Ainsi, il suffit de comparer, à dix-huit mois d’intervalle, les extraits de la presse et les déclarations des hommes d’État allemands avec le langage et les réalités d’aujourd’hui, pour se convaincre que le rêve formé par l’Allemagne de réduire l’Entente grâce à la guerre sous-marine, fait place aujourd’hui à une amère désillusion. En vain l’Amirauté germanique cherche, ainsi que l’avoue Persius, à cacher au peuple la vérité, celle-ci finira toujours par être connue. Il y suffirait des avertissements venus du dehors et qui ne manqueront pas au peuple allemand.
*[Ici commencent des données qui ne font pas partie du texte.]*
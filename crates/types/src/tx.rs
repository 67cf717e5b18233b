use bytes::Bytes;
use serde::{Deserialize, Serialize};

/// Tags the kind of join-split proof, used for fee lookup and asset routing.
#[derive(Debug, Clone, Copy, PartialEq, Eq, Hash, Serialize, Deserialize)]
pub enum TxType {
    Deposit,
    Transfer,
    WithdrawToWallet,
    WithdrawToContract,
    Account,
    DefiDeposit,
    DefiClaim,
}

impl TxType {
    /// Fixed enumeration order used by fee quote tables.
    pub const ORDERED: [TxType; 7] = [
        TxType::Deposit,
        TxType::Transfer,
        TxType::WithdrawToWallet,
        TxType::WithdrawToContract,
        TxType::Account,
        TxType::DefiDeposit,
        TxType::DefiClaim,
    ];

    /// Account proofs never pay a fee regardless of asset.
    pub fn is_fee_free(&self) -> bool {
        matches!(self, TxType::Account)
    }
}

/// A client-submitted join-split proof, parsed into the fields admission
/// and rollup construction need. The opaque proof bytes are carried through
/// untouched and handed to the prover and, eventually, the chain.
#[derive(Debug, Clone, Serialize, Deserialize)]
pub struct JoinSplitProof {
    pub proof_data: Bytes,
    pub tx_type: TxType,
    pub nullifier1: u128,
    pub nullifier2: u128,
    pub new_note1: [u8; 64],
    pub new_note2: [u8; 64],
    pub note_tree_root: [u8; 32],
    pub viewing_key1: Bytes,
    pub viewing_key2: Bytes,
    pub asset_id: u32,
    pub tx_fee: u128,
}

impl JoinSplitProof {
    /// Identifies this tx for logging and admission-record tracking.
    pub fn tx_id(&self) -> [u8; 32] {
        keccak_hash::keccak(&self.proof_data[..]).0
    }
}
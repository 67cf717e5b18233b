use std::sync::atomic::{AtomicU64, Ordering};
use std::sync::Arc;

use aggregator_chain::BlockchainAdapter;
use aggregator_prover::ProverClient;
use aggregator_queue::{Item, WorkQueue};
use aggregator_store::WorldStateStore;
use aggregator_types::{Block, TreeId, low_16, marker_leaf, zero_leaf};
use tokio::sync::RwLock;
use tracing::{error, info, warn};

use crate::batch_controller::StateWork;
use crate::rollup_builder::build_rollup;

/// The single writer to world state: consumes batch-closed rollups (build
/// a witness, prove it, submit it) and confirmed blocks (apply their
/// effects and commit) off one queue, so no two world-state mutations ever
/// run concurrently.
pub struct StateSerializer {
    store: Arc<RwLock<WorldStateStore>>,
    queue: WorkQueue<StateWork>,
    prover: Arc<ProverClient>,
    chain: Arc<BlockchainAdapter>,
    next_rollup_id: AtomicU64,
    rollup_size: usize,
}

impl StateSerializer {
    pub fn new(
        store: Arc<RwLock<WorldStateStore>>,
        queue: WorkQueue<StateWork>,
        prover: Arc<ProverClient>,
        chain: Arc<BlockchainAdapter>,
        starting_rollup_id: u64,
        rollup_size: usize,
    ) -> Self {
        Self {
            store,
            queue,
            prover,
            chain,
            next_rollup_id: AtomicU64::new(starting_rollup_id),
            rollup_size,
        }
    }

    pub fn cancel_token(&self) -> tokio_util::sync::CancellationToken {
        self.queue.cancel_token()
    }

    pub async fn run(mut self) {
        loop {
            let outcome = match self.queue.get().await {
                Some(Item::Value(StateWork::Rollup(batch))) => self.handle_rollup(batch).await,
                Some(Item::Value(StateWork::Block(block))) => self.handle_block(block).await,
                Some(Item::Flush) => continue,
                None => {
                    info!("state queue cancelled, state serializer exiting");
                    return;
                }
            };
            if outcome.is_err() {
                error!("world state unreadable/unwritable, halting state queue for restart");
                self.queue.cancel();
                return;
            }
        }
    }

    /// Builds, proves and submits one rollup. A `StoreError` here means
    /// world state itself is unreadable or unwritable, which is fatal; any
    /// other failure (double spend, prover rejection, submission failure)
    /// only drops this one batch.
    async fn handle_rollup(&self, batch: Vec<aggregator_types::JoinSplitProof>) -> Result<(), ()> {
        let rollup_id = self.next_rollup_id.fetch_add(1, Ordering::SeqCst);

        let rollup = {
            let mut store = self.store.write().await;
            match build_rollup(&mut store, rollup_id, self.rollup_size, batch) {
                Ok(rollup) => rollup,
                Err(err @ crate::error::BuildError::Store(_)) => {
                    error!(%err, "world state error while constructing rollup");
                    return Err(());
                }
                Err(err) => {
                    error!(%err, "batch aborted during rollup construction");
                    return Ok(());
                }
            }
        };

        let Some(proof_bytes) = self.prover.create_proof(&rollup).await else {
            warn!(rollup_id, "invalid proof, dropping batch");
            return Ok(());
        };

        let signatures: Vec<Vec<u8>> = Vec::new();
        let sig_indexes: Vec<u64> = Vec::new();
        if let Err(err) = self
            .chain
            .submit_rollup(
                proof_bytes,
                &signatures,
                &sig_indexes,
                rollup.flattened_viewing_keys(),
                None,
            )
            .await
        {
            error!(%err, rollup_id, "failed to submit rollup to chain");
        }
        Ok(())
    }

    /// Applies a confirmed block's effects to world state. Every failure
    /// here is a `StoreError` against world state itself, which is fatal.
    async fn handle_block(&self, block: Block) -> Result<(), ()> {
        let mut store = self.store.write().await;

        for (i, entry) in block.data_entries.iter().enumerate() {
            if let Err(err) = store.put(
                TreeId::Data,
                (block.data_start_index + i as u64) as u128,
                *entry,
            ) {
                error!(%err, "failed to insert data entry, halting state queue");
                return Err(());
            }
        }
        if (block.data_entries.len() as u64) < block.num_data_entries {
            let pad_index = block.data_start_index + block.num_data_entries - 1;
            if let Err(err) = store.put(TreeId::Data, pad_index as u128, zero_leaf()) {
                error!(%err, "failed to pad data tree, halting state queue");
                return Err(());
            }
        }

        let new_data_root = store.root(TreeId::Data);
        if let Err(err) = store.put(TreeId::Root, low_16(&new_data_root), marker_leaf()) {
            error!(%err, "failed to register new data root, halting state queue");
            return Err(());
        }

        for nullifier in &block.nullifiers {
            if let Err(err) = store.put(TreeId::Nullifier, *nullifier, marker_leaf()) {
                error!(%err, "failed to insert nullifier, halting state queue");
                return Err(());
            }
        }

        store.commit();
        info!(
            rollup_id = block.rollup_id,
            block_num = block.block_num,
            "applied confirmed block"
        );
        Ok(())
    }
}
//! Per-component configuration, loaded from the environment with a
//! per-module prefix, following the same shape each component's config
//! struct shares: a plain `Deserialize` struct plus a `PREFIX` constant.

pub mod error;

use serde::de::DeserializeOwned;

pub use error::ConfigError;

/// A config section loadable from its own env-var namespace, e.g.
/// `CHAIN_RPC_URL` for a section with `PREFIX = "CHAIN_"`.
pub trait ConfigSection: DeserializeOwned {
    const PREFIX: &'static str;

    fn from_env() -> Result<Self, ConfigError> {
        envy::prefixed(Self::PREFIX)
            .from_env::<Self>()
            .map_err(ConfigError::from)
    }
}

mod batch;
mod chain;
mod fees;
mod prover;

pub use batch::BatchControllerConfig;
pub use chain::ChainConfig;
pub use fees::FeesConfig;
pub use prover::ProverConfig;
Un journal suisse germanophile, le National Zeitung écrit nettement : « La guerre sous-marine a été une défaite. »

L’histoire de la piraterie sous-marine tient entre deux chiffres, entre deux dates : en janvier 1917 le tonnage coulé se monte à 409 000 tonnes et suit une progression tellement inquiétante qu’au mois d’avril suivant il s’élève à 893 000 tonnes. À cette époque, pas un Américain n’a franchi l’Atlantique. Au 1er août 1918, le tonnage mensuel détruit est tombé à 275 000 tonnes et plus d’un million d’hommes des États-Unis combattent déjà dans les armées de l’Entente. Un chef de bataillon, neveu du prince de Bülow, fait prisonnier par nos troupes à Villemontoire, parut stupéfait en apprenant qu’il y avait une grande armée américaine en France. Il était convaincu, « comme tout le monde en Allemagne, » a-t-il dit, que les effectifs américains ne dépassaient pas actuellement cinquante mille hommes. Or, s’il est possible que les dirigeants de l’Allemagne fassent admettre comme sincères par leurs sujets les résultats truqués de la campagne sous-marine, il est une chose qu’il leur est devenu difficile de dissimuler après la libération de Saint-Mihiel : c’est la présence des magnifiques divisions américaines sur notre front. Nous pouvons avec quelque vraisemblance escompter l’effet de dépression morale que cette constatation ne manquera pas de provoquer chez nos ennemis.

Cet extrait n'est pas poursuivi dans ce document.